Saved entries
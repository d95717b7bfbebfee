//! Emission of the generated header and implementation file.

use std::io::{self, Write};

use crate::escape::{escape_bytes, write_escaped};
use crate::ident;
use crate::templates::*;
use crate::toc::{Toc, TocEntry};

/// Per-run identity of the generated table.
#[derive(Clone, Debug)]
pub struct Context {
   package: String,
   name: String,
   namespace: Option<String>,
   toc_ident: String,
   header_guard: String,
}

impl Context {
   /// Creates a context. An empty `namespace` disables namespace wrapping.
   pub fn new(package: &str, name: &str, namespace: &str) -> Self {
      let toc_ident = ident::toc_ident(name);
      let header_guard = ident::header_guard(package, &toc_ident);
      Self {
         package: package.to_owned(),
         name: name.to_owned(),
         namespace: (!namespace.is_empty()).then(|| namespace.to_owned()),
         toc_ident,
         header_guard,
      }
   }

   pub fn toc_ident(&self) -> &str {
      &self.toc_ident
   }

   pub fn header_guard(&self) -> &str {
      &self.header_guard
   }

   pub fn namespace(&self) -> Option<&str> {
      self.namespace.as_deref()
   }

   /// The path the implementation file includes its header by.
   pub fn include_path(&self) -> String {
      if self.package.is_empty() {
         format!("{}.h", self.name)
      } else {
         format!("{}/{}.h", self.package, self.name)
      }
   }
}

/// Writes the header declaring the table's accessors.
pub fn write_header<W: Write>(context: &Context, mut out: W) -> io::Result<()> {
   let guard = context.header_guard();
   out.write_all(BANNER.as_bytes())?;
   write!(
      out,
      "\n#ifndef {0}\n#define {0}\n\n{1}\n#endif  // {0}\n\n",
      FILE_TOC_GUARD, FILE_TOC_STRUCT
   )?;
   write!(out, "#ifndef {0}\n#define {0}\n\n", guard)?;
   if let Some(namespace) = context.namespace() {
      writeln!(out, "namespace {} {{", namespace)?;
   }
   write!(out, "\nconst FileToc* {0}_create();\nsize_t {0}_size();\n", context.toc_ident())?;
   if let Some(namespace) = context.namespace() {
      write!(out, "\n}}  // namespace {}\n", namespace)?;
   }
   write!(out, "\n#endif  // {}\n", guard)?;
   out.flush()
}

/// Generates the implementation file: one constant per embedded file, then the table of
/// contents and its accessors.
pub struct SourceGenerator<'c, W: Write> {
   context: &'c Context,
   out: W,
   toc: Toc,
}

impl<'c, W: Write> SourceGenerator<'c, W> {
   pub fn new(context: &'c Context, out: W) -> Self {
      Self { context, out, toc: Toc::new() }
   }

   /// Writes the includes and opens the namespace.
   pub fn prelude(&mut self) -> io::Result<()> {
      self.out.write_all(BANNER.as_bytes())?;
      write!(self.out, "\n#include \"{}\"\n\n{}\n", self.context.include_path(), SOURCE_INCLUDES)?;
      if let Some(namespace) = self.context.namespace() {
         write!(self.out, "namespace {} {{\n\n", namespace)?;
      }
      Ok(())
   }

   /// Starts the constant for the file called `name`. Its contents are then fed through the
   /// returned [`ConstData`].
   pub fn embed(mut self, name: &[u8]) -> io::Result<ConstData<'c, W>> {
      let entry = TocEntry::new(name);
      write!(self.out, "constexpr std::string_view {} = {{\"", entry.ident)?;
      Ok(ConstData { generator: self, entry, len: 0, after_nul: false })
   }

   pub fn toc(&self) -> &Toc {
      &self.toc
   }

   /// Writes the table of contents and its accessors, closes the namespace and hands back the
   /// underlying writer.
   pub fn finish(mut self) -> io::Result<W> {
      self.out.write_all(TOC_BEGIN.as_bytes())?;
      for entry in self.toc.entries() {
         writeln!(
            self.out,
            "    {{\"{}\", {1}.data(), {1}.size(), {{}}}},",
            escape_bytes(&entry.name),
            entry.ident
         )?;
      }
      self.out.write_all(TOC_END.as_bytes())?;
      write!(
         self.out,
         r#"
const FileToc* {0}_create() {{
  return kToc;
}}

size_t {0}_size() {{
  return sizeof(kToc) / sizeof(kToc[0]) - 1;
}}
"#,
         self.context.toc_ident()
      )?;
      if let Some(namespace) = self.context.namespace() {
         write!(self.out, "\n}}  // namespace {}\n", namespace)?;
      }
      self.out.flush()?;
      Ok(self.out)
   }
}

/// The string constant of a single file, written out byte by byte.
pub struct ConstData<'c, W: Write> {
   generator: SourceGenerator<'c, W>,
   entry: TocEntry,
   len: u64,
   after_nul: bool,
}

impl<'c, W: Write> ConstData<'c, W> {
   /// Appends a byte.
   pub fn byte(&mut self, byte: u8) -> io::Result<()> {
      let out = &mut self.generator.out;
      // `\0` followed by an octal digit would read back as a longer octal escape.
      if self.after_nul && (b'0'..=b'7').contains(&byte) {
         out.write_all(b"\"\"")?;
      }
      write_escaped(out, byte)?;
      self.after_nul = byte == 0;
      self.len += 1;
      Ok(())
   }

   pub fn bytes(&mut self, bytes: &[u8]) -> io::Result<()> {
      bytes.iter().try_for_each(|&byte| self.byte(byte))
   }

   /// The number of bytes written so far.
   pub fn len(&self) -> u64 {
      self.len
   }

   pub fn is_empty(&self) -> bool {
      self.len == 0
   }

   /// Closes the constant and registers it in the table of contents.
   pub fn finish(self) -> io::Result<SourceGenerator<'c, W>> {
      let Self { mut generator, entry, len, .. } = self;
      writeln!(generator.out, "\", {}}};", len)?;
      generator.toc.push(entry);
      Ok(generator)
   }
}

Work to complete —
Reproduce without change every line of the entries above, from the one containing "self.out.flush()?;" through the last.

Written response —
      self.out.flush()?;
      Ok(self.out)
   }
}

/// The string constant of a single file, written out byte by byte.
pub struct ConstData<'c, W: Write> {
   generator: SourceGenerator<'c, W>,
   entry: TocEntry,
   len: u64,
   after_nul: bool,
}

impl<'c, W: Write> ConstData<'c, W> {
   /// Appends a byte.
   pub fn byte(&mut self, byte: u8) -> io::Result<()> {
      let out = &mut self.generator.out;
      // `\0` followed by an octal digit would read back as a longer octal escape.
      if self.after_nul && (b'0'..=b'7').contains(&byte) {
         out.write_all(b"\"\"")?;
      }
      write_escaped(out, byte)?;
      self.after_nul = byte == 0;
      self.len += 1;
      Ok(())
   }

   pub fn bytes(&mut self, bytes: &[u8]) -> io::Result<()> {
      bytes.iter().try_for_each(|&byte| self.byte(byte))
   }

   /// The number of bytes written so far.
   pub fn len(&self) -> u64 {
      self.len
   }

   pub fn is_empty(&self) -> bool {
      self.len == 0
   }

   /// Closes the constant and registers it in the table of contents.
   pub fn finish(self) -> io::Result<SourceGenerator<'c, W>> {
      let Self { mut generator, entry, len, .. } = self;
      writeln!(generator.out, "\", {}}};", len)?;
      generator.toc.push(entry);
      Ok(generator)
   }
}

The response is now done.